Nick Lane

So it's very much like a cell is structured.

And the other thing is, what are these minerals?

You've got these mineralized sponges that pours with minerals.

Well, the minerals we think on the early Earth would have been a lot of metals in there.

So things like iron sulfide or nickel sulfide and things like that.

Now, the reason that's important is that

What plant cells do, but also what autotrophic bacteria do, is they take CO2 and they take hydrogen and they react them together to basically make all the building blocks of life.

Now, plants get the hydrogen from water.

H2O, they take the H2 out of water and throw away the oxygen and that collects in the atmosphere.

But what bacteria very often do is they've got hydrogen bubbling out of a hydrothermal vent.

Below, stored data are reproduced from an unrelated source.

/// Orthogonal route between a bottom handle and a top handle.
///
/// When the target lies below the source the route drops to the midpoint height, runs across and
/// drops again. Otherwise it leaves downward, crosses over at the midpoint column and climbs to
/// enter the target from above.
#[must_use]
pub fn step_route(start: Point, end: Point) -> Vec<Point> {
    let mut points = vec![start];
    if end.y > start.y {
        let mid_y = (start.y + end.y) / 2.0;
        points.push(Point::new(start.x, mid_y));
        points.push(Point::new(end.x, mid_y));
    } else {
        let below = start.y + STEP_OFFSET;
        let above = end.y - STEP_OFFSET;
        let mid_x = (start.x + end.x) / 2.0;
        points.push(Point::new(start.x, below));
        points.push(Point::new(mid_x, below));
        points.push(Point::new(mid_x, above));
        points.push(Point::new(end.x, above));
    }
    points.push(end);
    points.dedup();
    points
}

#[must_use]
/// Where an edge label sits: the middle of the route's middle segment.
pub fn label_anchor(route: &[Point]) -> Option<Point> {
    let first = route.len().checked_sub(2)? / 2;
    let (a, b) = (route.get(first)?, route.get(first + 1)?);
    Some(Point::new((a.x + b.x) / 2.0, (a.y + b.y) / 2.0))
}

#[must_use]
/// Splits a segment into dashes of `dash` length separated by equal gaps.
pub fn dashed_segments(from: Point, to: Point, dash: f64) -> Vec<(Point, Point)> {
    let length = (to.x - from.x).hypot(to.y - from.y);
    if dash <= 0.0 || length <= dash {
        return vec![(from, to)];
    }
    let (ux, uy) = ((to.x - from.x) / length, (to.y - from.y) / length);
    let mut dashes = Vec::new();
    let mut travelled = 0.0;
    while travelled < length {
        let end = (travelled + dash).min(length);
        dashes.push((
            Point::new(from.x + ux * travelled, from.y + uy * travelled),
            Point::new(from.x + ux * end, from.y + uy * end),
        ));
        travelled += 2.0 * dash;
    }
    dashes
}

#[derive(Clone, Copy, Debug, PartialEq)]
/// Camera over a diagram: what point sits in the middle of the drawing area, and how magnified.
pub struct Viewport {
    /// Diagram point shown at the centre of the area.
    pub center: Point,
    /// Magnification; 1.0 maps [`UNITS_PER_COLUMN`] units to one column.
    pub zoom: f64,
}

They just take the hydrogen gas and they react it with CO2 and they make all the building blocks of life.

So what are the enzymes that they use to do that?

Well, they're very often using these same metals that you would have found in the early oceans, nickel and iron and so on.

And how are they powering the reaction between hydrogen and CO2?

Well, they're using this membrane potential, the electrical potential, the difference in protons between the outside and the inside to drive that work.

So effectively to power the reaction between hydrogen and CO2 to make organics and drive growth.

So this was all kind of in place before I came along.

This was coming from Mike Russell and Bill Martin.

And the details are very uncertain.

And whether or not you can really drive any biochemistry that way is very uncertain.